The Internal Revenue Service (IRS) has now released Notices 2020-50 and 2020-51 providing additional guidance on Coronavirus-Related Distributions (CRDs), loan relief under section 2202 and the waiver of the required minimum distribution (RMD) for the 2020 tax year.
Below are some key highlights.
- IRS Notice 2020-50 expanded the definition of “qualified individuals” eligible for the CRD and loan relief to include any individuals who:
- are diagnosed, or whose spouse or dependent is diagnosed, with the virus SARS-CoV-2 or the coronavirus disease 2019 (collectively, “COVID-19”) by a test approved by the Centers for Disease Control and Prevention (including a test authorized under the Federal Food, Drug, and Cosmetic Act),
- experience adverse financial consequences as a result of the individual, the individual’s spouse, or a member of the individual’s household (that is, someone who share the individual’s principal residence):
- being quarantined, being furloughed or laid off, or having work hours reduced due to COVID-19
- being unable to work due to lack of childcare due to COVID-19
- closing or reducing hours of a business that they own or operate due to COVID-19
- having pay or self-employment income reduced due to COVID-19
- has a job offer rescinded or start date for a job delayed due to COVID-19
- Clarifies self-certification, administrators may rely on an individual’s self-certification unless they have actual knowledge to the contrary.

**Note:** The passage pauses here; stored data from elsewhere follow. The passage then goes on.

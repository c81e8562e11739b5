//! CSV input and output around the classifier.
//!
//! Every file has a header row. Labeled files carry the integer label in the
//! first column; unlabeled files carry a row identifier there instead, which is
//! skipped. All remaining columns are numeric features.

use std::{io, path::Path};

use csv::{Reader, ReaderBuilder, StringRecord, Trim, Writer};

use crate::{
    bayes::Label,
    error::{BayesError, Result},
};

/// Feature vectors together with their class labels.
#[derive(Debug, Clone, Default, PartialEq)]
pub struct LabeledData {
    pub features: Vec<Vec<f64>>,
    pub labels: Vec<Label>,
}

impl LabeledData {
    pub fn len(&self) -> usize {
        self.labels.len()
    }

    pub fn is_empty(&self) -> bool {
        self.labels.is_empty()
    }
}

pub fn load_labeled<P: AsRef<Path>>(path: P) -> Result<LabeledData> {
    let mut reader = builder().from_path(path)?;
    parse_labeled(&mut reader)
}

pub fn read_labeled<R: io::Read>(input: R) -> Result<LabeledData> {
    let mut reader = builder().from_reader(input);
    parse_labeled(&mut reader)
}

pub fn load_unlabeled<P: AsRef<Path>>(path: P) -> Result<Vec<Vec<f64>>> {
    let mut reader = builder().from_path(path)?;
    parse_unlabeled(&mut reader)
}

pub fn read_unlabeled<R: io::Read>(input: R) -> Result<Vec<Vec<f64>>> {
    let mut reader = builder().from_reader(input);
    parse_unlabeled(&mut reader)
}

/// Writes predictions as `ID,Label` rows, numbering examples from 1.
pub fn write_predictions<P: AsRef<Path>>(path: P, predictions: &[Label]) -> Result<()> {
    let writer = Writer::from_path(path)?;
    write_records(writer, predictions)
}

pub fn write_predictions_to<W: io::Write>(output: W, predictions: &[Label]) -> Result<()> {
    write_records(Writer::from_writer(output), predictions)
}

fn builder() -> ReaderBuilder {
    let mut builder = ReaderBuilder::new();
    builder.has_headers(true).trim(Trim::All);
    builder
}

fn parse_labeled<R: io::Read>(reader: &mut Reader<R>) -> Result<LabeledData> {
    let mut data = LabeledData::default();
    for record in reader.records() {
        let record = record?;
        let line = line_of(&record);

        let label = record
            .get(0)
            .filter(|label| !label.is_empty())
            .ok_or_else(|| parse_error(line, "csv record missing label entry".to_string()))?;
        let label = label
            .parse::<Label>()
            .map_err(|err| parse_error(line, format!("invalid label {label:?}: {err}")))?;

        data.features.push(parse_features(&record, line)?);
        data.labels.push(label);
    }
    Ok(data)
}

fn parse_unlabeled<R: io::Read>(reader: &mut Reader<R>) -> Result<Vec<Vec<f64>>> {
    let mut features = Vec::new();
    for record in reader.records() {
        let record = record?;
        features.push(parse_features(&record, line_of(&record))?);
    }
    Ok(features)
}

fn parse_features(record: &StringRecord, line: u64) -> Result<Vec<f64>> {
    record
        .iter()
        .skip(1)
        .enumerate()
        .map(|(column, value)| {
            value.parse::<f64>().map_err(|err| {
                let column = column + 1;
                parse_error(line, format!("invalid feature {value:?} in column {column}: {err}"))
            })
        })
        .collect()
}

fn write_records<W: io::Write>(mut writer: Writer<W>, predictions: &[Label]) -> Result<()> {
    writer.write_record(["ID", "Label"])?;
    for (i, prediction) in predictions.iter().enumerate() {
        writer.write_record(&[(i + 1).to_string(), prediction.to_string()])?;
    }
    writer.flush()?;
    Ok(())
}

fn line_of(record: &StringRecord) -> u64 {
    record.position().map_or(0, |position| position.line())
}

fn parse_error(line: u64, message: String) -> BayesError {
    BayesError::Parse { line, message }
}
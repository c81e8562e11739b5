//! Error types for fitting, predicting and scoring.

use thiserror::Error;

use crate::bayes::Label;

pub type Result<T> = std::result::Result<T, BayesError>;

#[derive(Error, Debug)]
pub enum BayesError {
    #[error("dataset is empty")]
    EmptyDataset,

    #[error("examples must have at least one feature")]
    EmptyFeatureVector,

    #[error("example {row} has {actual} features, expected {expected}")]
    InconsistentFeatureLength {
        row: usize,
        expected: usize,
        actual: usize,
    },

    #[error("example {row} has {actual} features but the model was trained on {expected}")]
    UnknownFeatureLength {
        row: usize,
        expected: usize,
        actual: usize,
    },

    /// A feature is constant within a class, so its density is undefined.
    #[error("feature {feature} has zero variance for class {label}")]
    DegenerateVariance { label: Label, feature: usize },

    #[error("score for class {label} is not finite")]
    NonFiniteScore { label: Label },

    #[error("model has no trained classes")]
    NoTrainedClasses,

    #[error("length mismatch: expected {expected}, got {actual}")]
    LengthMismatch { expected: usize, actual: usize },

    #[error("feature {feature} of example {row} is not a finite number")]
    NonFiniteFeature { row: usize, feature: usize },

    #[error("invalid parameter {name} = {value}")]
    InvalidParameter { name: &'static str, value: f64 },

    #[error("line {line}: {message}")]
    Parse { line: u64, message: String },

    #[error("csv error: {0}")]
    Csv(#[from] csv::Error),

    #[error("io error: {0}")]
    Io(#[from] std::io::Error),
}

- Employer Safe Harbor for Loan Repayment Suspension specifically resuming loan repayments after the end of the suspension period.
- Qualified individuals are permitted to designate a distribution as a CRD even if the distributing plan chooses not to make CRDs available. The individual will be responsible for reporting the distribution as a CRD when filing their 2020 federal income tax return by completing form 8915-E.
- Extension of the deadline for rolling over waived RMDs paid to plan participants. Specifically, RMDs received during 2020 can be recontributed, via a rollover, by 8/31/20 without regard to the normal 60-day limitation.
As before, plan sponsors will need to first decide if they want to permit any of the CARES Act provisions. Many investment companies have developed paper forms to accommodate the various CARES Act provisions. In many cases, before a CARES Act provision is available to a participant, the investment company requires a CARES Act election to be completed first.